→ WHAT THE TASK ASKS: Your answer should contain every line of the records, transcribed word for word.

Stored data entries
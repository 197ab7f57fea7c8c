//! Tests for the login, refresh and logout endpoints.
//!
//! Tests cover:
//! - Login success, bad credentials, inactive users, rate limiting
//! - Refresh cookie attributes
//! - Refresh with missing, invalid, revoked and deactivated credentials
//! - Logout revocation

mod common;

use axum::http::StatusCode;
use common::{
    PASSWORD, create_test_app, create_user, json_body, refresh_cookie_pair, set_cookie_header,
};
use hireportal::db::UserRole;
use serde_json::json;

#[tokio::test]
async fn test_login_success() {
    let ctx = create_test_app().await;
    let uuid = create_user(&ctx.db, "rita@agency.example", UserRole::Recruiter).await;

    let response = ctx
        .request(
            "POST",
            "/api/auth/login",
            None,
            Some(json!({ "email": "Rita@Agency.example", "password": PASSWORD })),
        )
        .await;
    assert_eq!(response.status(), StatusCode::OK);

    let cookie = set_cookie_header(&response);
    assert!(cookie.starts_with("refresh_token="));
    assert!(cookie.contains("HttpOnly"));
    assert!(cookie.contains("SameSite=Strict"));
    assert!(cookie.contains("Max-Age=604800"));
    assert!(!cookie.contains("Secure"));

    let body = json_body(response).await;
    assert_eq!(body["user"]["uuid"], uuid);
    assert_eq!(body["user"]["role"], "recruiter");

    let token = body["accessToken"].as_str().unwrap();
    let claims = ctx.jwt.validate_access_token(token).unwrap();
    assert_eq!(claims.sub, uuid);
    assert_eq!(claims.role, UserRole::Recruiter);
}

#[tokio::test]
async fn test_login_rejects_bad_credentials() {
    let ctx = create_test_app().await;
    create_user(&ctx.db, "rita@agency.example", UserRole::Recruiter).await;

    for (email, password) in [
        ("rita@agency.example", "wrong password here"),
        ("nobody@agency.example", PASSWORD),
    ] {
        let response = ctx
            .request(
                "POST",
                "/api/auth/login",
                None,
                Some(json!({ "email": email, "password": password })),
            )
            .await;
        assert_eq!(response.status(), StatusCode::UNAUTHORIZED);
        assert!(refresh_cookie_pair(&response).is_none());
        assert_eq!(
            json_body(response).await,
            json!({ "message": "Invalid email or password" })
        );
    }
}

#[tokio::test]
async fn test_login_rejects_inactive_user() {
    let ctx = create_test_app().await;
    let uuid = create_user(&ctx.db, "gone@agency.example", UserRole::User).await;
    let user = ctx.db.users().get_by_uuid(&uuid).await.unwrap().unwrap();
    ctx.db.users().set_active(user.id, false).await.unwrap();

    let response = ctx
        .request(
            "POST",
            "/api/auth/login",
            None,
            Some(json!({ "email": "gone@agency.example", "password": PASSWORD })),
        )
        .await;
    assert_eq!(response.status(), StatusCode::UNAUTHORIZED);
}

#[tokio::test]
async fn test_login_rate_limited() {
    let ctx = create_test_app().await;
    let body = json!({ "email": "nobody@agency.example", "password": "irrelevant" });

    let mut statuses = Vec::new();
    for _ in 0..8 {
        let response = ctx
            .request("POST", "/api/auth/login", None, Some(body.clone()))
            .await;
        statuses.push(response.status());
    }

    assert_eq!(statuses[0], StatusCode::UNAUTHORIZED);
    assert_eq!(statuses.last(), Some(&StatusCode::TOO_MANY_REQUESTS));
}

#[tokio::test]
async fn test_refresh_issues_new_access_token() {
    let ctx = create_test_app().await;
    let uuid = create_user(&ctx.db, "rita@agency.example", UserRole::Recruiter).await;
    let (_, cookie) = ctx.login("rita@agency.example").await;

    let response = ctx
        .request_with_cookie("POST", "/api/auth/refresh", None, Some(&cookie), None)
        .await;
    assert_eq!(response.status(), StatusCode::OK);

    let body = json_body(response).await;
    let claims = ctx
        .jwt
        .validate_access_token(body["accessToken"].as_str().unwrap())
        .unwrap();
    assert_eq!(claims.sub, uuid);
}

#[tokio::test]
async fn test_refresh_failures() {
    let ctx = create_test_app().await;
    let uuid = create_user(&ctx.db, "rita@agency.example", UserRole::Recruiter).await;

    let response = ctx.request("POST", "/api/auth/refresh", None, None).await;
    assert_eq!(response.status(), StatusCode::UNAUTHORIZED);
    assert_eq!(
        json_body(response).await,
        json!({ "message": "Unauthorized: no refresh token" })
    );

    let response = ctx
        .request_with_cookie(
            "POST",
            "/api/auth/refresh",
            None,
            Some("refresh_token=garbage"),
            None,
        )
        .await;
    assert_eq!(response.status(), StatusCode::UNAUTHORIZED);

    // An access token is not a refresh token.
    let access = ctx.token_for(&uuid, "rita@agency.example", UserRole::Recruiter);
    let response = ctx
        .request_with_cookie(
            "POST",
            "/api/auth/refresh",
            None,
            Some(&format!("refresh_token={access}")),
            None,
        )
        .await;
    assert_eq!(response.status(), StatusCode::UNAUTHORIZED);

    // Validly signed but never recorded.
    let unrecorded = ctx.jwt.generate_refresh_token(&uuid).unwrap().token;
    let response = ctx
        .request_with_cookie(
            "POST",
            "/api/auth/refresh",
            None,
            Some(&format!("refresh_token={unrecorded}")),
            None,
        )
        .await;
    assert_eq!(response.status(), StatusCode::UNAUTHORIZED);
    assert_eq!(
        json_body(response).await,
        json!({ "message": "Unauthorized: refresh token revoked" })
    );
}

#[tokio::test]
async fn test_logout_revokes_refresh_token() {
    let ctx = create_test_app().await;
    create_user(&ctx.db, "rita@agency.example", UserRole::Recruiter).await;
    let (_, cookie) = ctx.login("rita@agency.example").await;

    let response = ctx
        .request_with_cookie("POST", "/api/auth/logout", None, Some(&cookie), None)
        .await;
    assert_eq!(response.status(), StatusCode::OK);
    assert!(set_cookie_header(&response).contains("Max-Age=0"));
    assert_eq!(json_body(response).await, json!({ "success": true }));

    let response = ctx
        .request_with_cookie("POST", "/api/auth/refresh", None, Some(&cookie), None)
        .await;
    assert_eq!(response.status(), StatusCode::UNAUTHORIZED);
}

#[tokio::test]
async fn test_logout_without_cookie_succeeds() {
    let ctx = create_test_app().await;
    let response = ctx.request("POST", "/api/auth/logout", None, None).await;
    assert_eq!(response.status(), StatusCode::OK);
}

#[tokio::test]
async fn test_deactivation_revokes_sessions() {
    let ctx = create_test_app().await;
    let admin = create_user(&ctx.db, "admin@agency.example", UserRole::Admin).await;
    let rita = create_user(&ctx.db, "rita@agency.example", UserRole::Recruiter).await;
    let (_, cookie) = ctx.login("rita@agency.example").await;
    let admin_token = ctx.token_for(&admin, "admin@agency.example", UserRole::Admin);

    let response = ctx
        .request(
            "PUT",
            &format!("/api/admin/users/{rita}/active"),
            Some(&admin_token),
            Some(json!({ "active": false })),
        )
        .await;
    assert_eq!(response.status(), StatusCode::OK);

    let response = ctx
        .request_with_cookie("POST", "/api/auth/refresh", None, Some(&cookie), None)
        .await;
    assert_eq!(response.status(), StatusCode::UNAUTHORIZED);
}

→ FINISHED EXERCISE:
repository 197ab7f57fea7c8c
//! Tests for the login, refresh and logout endpoints.
//!
//! Tests cover:
//! - Login success, bad credentials, inactive users, rate limiting
//! - Refresh cookie attributes
//! - Refresh with missing, invalid, revoked and deactivated credentials
//! - Logout revocation

mod common;

use axum::http::StatusCode;
use common::{
    PASSWORD, create_test_app, create_user, json_body, refresh_cookie_pair, set_cookie_header,
};
use hireportal::db::UserRole;
use serde_json::json;

#[tokio::test]
async fn test_login_success() {
    let ctx = create_test_app().await;
    let uuid = create_user(&ctx.db, "rita@agency.example", UserRole::Recruiter).await;

    let response = ctx
        .request(
            "POST",
            "/api/auth/login",
            None,
            Some(json!({ "email": "Rita@Agency.example", "password": PASSWORD })),
        )
        .await;
    assert_eq!(response.status(), StatusCode::OK);

    let cookie = set_cookie_header(&response);
    assert!(cookie.starts_with("refresh_token="));
    assert!(cookie.contains("HttpOnly"));
    assert!(cookie.contains("SameSite=Strict"));
    assert!(cookie.contains("Max-Age=604800"));
    assert!(!cookie.contains("Secure"));

    let body = json_body(response).await;
    assert_eq!(body["user"]["uuid"], uuid);
    assert_eq!(body["user"]["role"], "recruiter");

    let token = body["accessToken"].as_str().unwrap();
    let claims = ctx.jwt.validate_access_token(token).unwrap();
    assert_eq!(claims.sub, uuid);
    assert_eq!(claims.role, UserRole::Recruiter);
}

#[tokio::test]
async fn test_login_rejects_bad_credentials() {
    let ctx = create_test_app().await;
    create_user(&ctx.db, "rita@agency.example", UserRole::Recruiter).await;

    for (email, password) in [
        ("rita@agency.example", "wrong password here"),
        ("nobody@agency.example", PASSWORD),
    ] {
        let response = ctx
            .request(
                "POST",
                "/api/auth/login",
                None,
                Some(json!({ "email": email, "password": password })),
            )
            .await;
        assert_eq!(response.status(), StatusCode::UNAUTHORIZED);
        assert!(refresh_cookie_pair(&response).is_none());
        assert_eq!(
            json_body(response).await,
            json!({ "message": "Invalid email or password" })
        );
    }
}

#[tokio::test]
async fn test_login_rejects_inactive_user() {
    let ctx = create_test_app().await;
    let uuid = create_user(&ctx.db, "gone@agency.example", UserRole::User).await;
    let user = ctx.db.users().get_by_uuid(&uuid).await.unwrap().unwrap();
    ctx.db.users().set_active(user.id, false).await.unwrap();

    let response = ctx
        .request(
            "POST",
            "/api/auth/login",
            None,
            Some(json!({ "email": "gone@agency.example", "password": PASSWORD })),
        )
        .await;
    assert_eq!(response.status(), StatusCode::UNAUTHORIZED);
}

#[tokio::test]
async fn test_login_rate_limited() {
    let ctx = create_test_app().await;
    let body = json!({ "email": "nobody@agency.example", "password": "irrelevant" });

    let mut statuses = Vec::new();
    for _ in 0..8 {
        let response = ctx
            .request("POST", "/api/auth/login", None, Some(body.clone()))
            .await;
        statuses.push(response.status());
    }

    assert_eq!(statuses[0], StatusCode::UNAUTHORIZED);
    assert_eq!(statuses.last(), Some(&StatusCode::TOO_MANY_REQUESTS));
}

#[tokio::test]
async fn test_refresh_issues_new_access_token() {
    let ctx = create_test_app().await;
    let uuid = create_user(&ctx.db, "rita@agency.example", UserRole::Recruiter).await;
    let (_, cookie) = ctx.login("rita@agency.example").await;

    let response = ctx
        .request_with_cookie("POST", "/api/auth/refresh", None, Some(&cookie), None)
        .await;
    assert_eq!(response.status(), StatusCode::OK);

    let body = json_body(response).await;
    let claims = ctx
        .jwt
        .validate_access_token(body["accessToken"].as_str().unwrap())
        .unwrap();
    assert_eq!(claims.sub, uuid);
}

#[tokio::test]
async fn test_refresh_failures() {
    let ctx = create_test_app().await;
    let uuid = create_user(&ctx.db, "rita@agency.example", UserRole::Recruiter).await;

    let response = ctx.request("POST", "/api/auth/refresh", None, None).await;
    assert_eq!(response.status(), StatusCode::UNAUTHORIZED);
    assert_eq!(
        json_body(response).await,
        json!({ "message": "Unauthorized: no refresh token" })
    );

    let response = ctx
        .request_with_cookie(
            "POST",
            "/api/auth/refresh",
            None,
            Some("refresh_token=garbage"),
            None,
        )
        .await;
    assert_eq!(response.status(), StatusCode::UNAUTHORIZED);

    // An access token is not a refresh token.
    let access = ctx.token_for(&uuid, "rita@agency.example", UserRole::Recruiter);
    let response = ctx
        .request_with_cookie(
            "POST",
            "/api/auth/refresh",
            None,
            Some(&format!("refresh_token={access}")),
            None,
        )
        .await;
    assert_eq!(response.status(), StatusCode::UNAUTHORIZED);

    // Validly signed but never recorded.
    let unrecorded = ctx.jwt.generate_refresh_token(&uuid).unwrap().token;
    let response = ctx
        .request_with_cookie(
            "POST",
            "/api/auth/refresh",
            None,
            Some(&format!("refresh_token={unrecorded}")),
            None,
        )
        .await;
    assert_eq!(response.status(), StatusCode::UNAUTHORIZED);
    assert_eq!(
        json_body(response).await,
        json!({ "message": "Unauthorized: refresh token revoked" })
    );
}

#[tokio::test]
async fn test_logout_revokes_refresh_token() {
    let ctx = create_test_app().await;
    create_user(&ctx.db, "rita@agency.example", UserRole::Recruiter).await;
    let (_, cookie) = ctx.login("rita@agency.example").await;

    let response = ctx
        .request_with_cookie("POST", "/api/auth/logout", None, Some(&cookie), None)
        .await;
    assert_eq!(response.status(), StatusCode::OK);
    assert!(set_cookie_header(&response).contains("Max-Age=0"));
    assert_eq!(json_body(response).await, json!({ "success": true }));

    let response = ctx
        .request_with_cookie("POST", "/api/auth/refresh", None, Some(&cookie), None)
        .await;
    assert_eq!(response.status(), StatusCode::UNAUTHORIZED);
}

#[tokio::test]
async fn test_logout_without_cookie_succeeds() {
    let ctx = create_test_app().await;
    let response = ctx.request("POST", "/api/auth/logout", None, None).await;
    assert_eq!(response.status(), StatusCode::OK);
}

#[tokio::test]
async fn test_deactivation_revokes_sessions() {
    let ctx = create_test_app().await;
    let admin = create_user(&ctx.db, "admin@agency.example", UserRole::Admin).await;
    let rita = create_user(&ctx.db, "rita@agency.example", UserRole::Recruiter).await;
    let (_, cookie) = ctx.login("rita@agency.example").await;
    let admin_token = ctx.token_for(&admin, "admin@agency.example", UserRole::Admin);

    let response = ctx
        .request(
            "PUT",
            &format!("/api/admin/users/{rita}/active"),
            Some(&admin_token),
            Some(json!({ "active": false })),
        )
        .await;
    assert_eq!(response.status(), StatusCode::OK);

    let response = ctx
        .request_with_cookie("POST", "/api/auth/refresh", None, Some(&cookie), None)
        .await;
    assert_eq!(response.status(), StatusCode::UNAUTHORIZED);
}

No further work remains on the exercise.